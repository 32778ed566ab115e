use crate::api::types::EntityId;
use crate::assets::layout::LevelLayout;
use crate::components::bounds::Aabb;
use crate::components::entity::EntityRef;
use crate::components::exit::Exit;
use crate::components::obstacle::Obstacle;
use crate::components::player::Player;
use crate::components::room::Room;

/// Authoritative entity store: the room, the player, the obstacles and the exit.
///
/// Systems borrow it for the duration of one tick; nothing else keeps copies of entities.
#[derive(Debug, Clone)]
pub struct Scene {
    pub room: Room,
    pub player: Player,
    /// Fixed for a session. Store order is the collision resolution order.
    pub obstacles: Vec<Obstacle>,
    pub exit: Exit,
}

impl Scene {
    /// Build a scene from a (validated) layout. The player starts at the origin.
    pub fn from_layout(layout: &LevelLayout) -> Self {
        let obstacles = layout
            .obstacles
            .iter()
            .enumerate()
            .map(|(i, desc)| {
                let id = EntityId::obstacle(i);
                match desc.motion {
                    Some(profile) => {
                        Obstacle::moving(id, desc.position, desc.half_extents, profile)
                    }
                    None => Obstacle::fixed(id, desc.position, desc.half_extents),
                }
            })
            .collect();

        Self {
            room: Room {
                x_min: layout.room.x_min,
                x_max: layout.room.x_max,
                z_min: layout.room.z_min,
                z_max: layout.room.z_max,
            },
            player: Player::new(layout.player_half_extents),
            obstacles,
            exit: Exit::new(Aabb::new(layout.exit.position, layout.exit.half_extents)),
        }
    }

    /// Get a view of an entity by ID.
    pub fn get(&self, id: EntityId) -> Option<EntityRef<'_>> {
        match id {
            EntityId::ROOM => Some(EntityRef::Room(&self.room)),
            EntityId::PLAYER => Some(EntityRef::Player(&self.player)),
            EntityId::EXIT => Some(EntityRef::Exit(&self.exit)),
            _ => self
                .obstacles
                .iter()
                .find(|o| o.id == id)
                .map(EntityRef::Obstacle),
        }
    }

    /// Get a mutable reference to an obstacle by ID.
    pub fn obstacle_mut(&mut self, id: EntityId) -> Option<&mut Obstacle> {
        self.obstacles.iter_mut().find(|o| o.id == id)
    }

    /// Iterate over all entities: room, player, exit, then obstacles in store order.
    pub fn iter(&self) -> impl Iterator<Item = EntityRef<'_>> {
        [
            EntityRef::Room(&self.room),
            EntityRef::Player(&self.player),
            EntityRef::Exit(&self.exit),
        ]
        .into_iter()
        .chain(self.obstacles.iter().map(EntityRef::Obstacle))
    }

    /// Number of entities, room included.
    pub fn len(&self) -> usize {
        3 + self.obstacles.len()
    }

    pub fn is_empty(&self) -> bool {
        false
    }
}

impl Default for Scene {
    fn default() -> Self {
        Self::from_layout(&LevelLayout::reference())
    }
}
---
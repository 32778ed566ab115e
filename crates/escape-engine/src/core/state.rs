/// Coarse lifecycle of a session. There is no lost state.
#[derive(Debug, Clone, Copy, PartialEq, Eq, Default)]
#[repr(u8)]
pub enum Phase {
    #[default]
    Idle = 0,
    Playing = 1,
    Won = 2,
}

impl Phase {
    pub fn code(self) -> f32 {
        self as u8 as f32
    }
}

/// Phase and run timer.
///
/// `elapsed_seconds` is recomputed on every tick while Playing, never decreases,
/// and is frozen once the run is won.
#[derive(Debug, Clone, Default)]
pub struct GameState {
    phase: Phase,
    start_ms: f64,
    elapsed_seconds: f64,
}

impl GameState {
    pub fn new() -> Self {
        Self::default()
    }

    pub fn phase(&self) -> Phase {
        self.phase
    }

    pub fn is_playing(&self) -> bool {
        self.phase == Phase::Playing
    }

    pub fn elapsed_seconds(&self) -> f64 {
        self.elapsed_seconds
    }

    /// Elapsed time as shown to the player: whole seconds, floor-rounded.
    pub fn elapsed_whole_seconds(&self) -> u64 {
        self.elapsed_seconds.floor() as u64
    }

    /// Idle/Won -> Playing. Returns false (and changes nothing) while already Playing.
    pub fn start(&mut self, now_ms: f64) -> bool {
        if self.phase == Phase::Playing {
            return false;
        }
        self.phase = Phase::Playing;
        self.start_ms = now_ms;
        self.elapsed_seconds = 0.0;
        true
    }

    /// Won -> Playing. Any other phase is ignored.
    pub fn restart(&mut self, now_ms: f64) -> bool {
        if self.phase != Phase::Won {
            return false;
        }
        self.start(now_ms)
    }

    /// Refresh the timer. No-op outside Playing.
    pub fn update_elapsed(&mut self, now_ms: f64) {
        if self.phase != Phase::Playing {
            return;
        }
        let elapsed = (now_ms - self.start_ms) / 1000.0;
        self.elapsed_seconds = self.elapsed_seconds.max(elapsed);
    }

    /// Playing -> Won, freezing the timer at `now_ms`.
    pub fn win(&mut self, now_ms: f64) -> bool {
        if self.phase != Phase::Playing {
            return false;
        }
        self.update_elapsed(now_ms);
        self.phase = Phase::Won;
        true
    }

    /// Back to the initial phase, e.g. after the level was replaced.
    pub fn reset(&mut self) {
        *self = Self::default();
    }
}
---
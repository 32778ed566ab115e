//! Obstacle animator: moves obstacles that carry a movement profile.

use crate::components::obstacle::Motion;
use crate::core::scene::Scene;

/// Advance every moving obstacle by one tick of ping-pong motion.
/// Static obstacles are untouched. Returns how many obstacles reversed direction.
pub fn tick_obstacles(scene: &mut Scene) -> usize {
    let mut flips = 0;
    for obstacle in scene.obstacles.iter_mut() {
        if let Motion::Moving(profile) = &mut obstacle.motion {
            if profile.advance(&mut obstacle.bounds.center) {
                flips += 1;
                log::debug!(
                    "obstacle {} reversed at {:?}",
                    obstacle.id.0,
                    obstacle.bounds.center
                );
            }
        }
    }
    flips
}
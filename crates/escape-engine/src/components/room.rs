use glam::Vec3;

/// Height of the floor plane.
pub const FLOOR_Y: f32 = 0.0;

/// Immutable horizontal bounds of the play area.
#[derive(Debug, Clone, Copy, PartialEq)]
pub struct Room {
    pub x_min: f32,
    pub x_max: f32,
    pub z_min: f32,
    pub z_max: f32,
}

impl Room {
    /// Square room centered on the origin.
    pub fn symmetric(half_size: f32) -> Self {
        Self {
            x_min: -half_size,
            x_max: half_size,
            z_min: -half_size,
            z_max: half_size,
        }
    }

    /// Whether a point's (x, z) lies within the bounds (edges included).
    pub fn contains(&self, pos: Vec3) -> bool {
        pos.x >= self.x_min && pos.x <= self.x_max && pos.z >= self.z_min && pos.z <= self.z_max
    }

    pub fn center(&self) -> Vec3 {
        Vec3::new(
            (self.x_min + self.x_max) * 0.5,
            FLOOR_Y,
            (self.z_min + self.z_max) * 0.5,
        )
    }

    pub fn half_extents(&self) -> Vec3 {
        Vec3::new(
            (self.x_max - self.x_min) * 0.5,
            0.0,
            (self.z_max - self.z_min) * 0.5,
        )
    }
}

(Assignment) Looking at the records above, say how many lines hold the string "GameState". Write nothing but the number.

(Result of the task) 2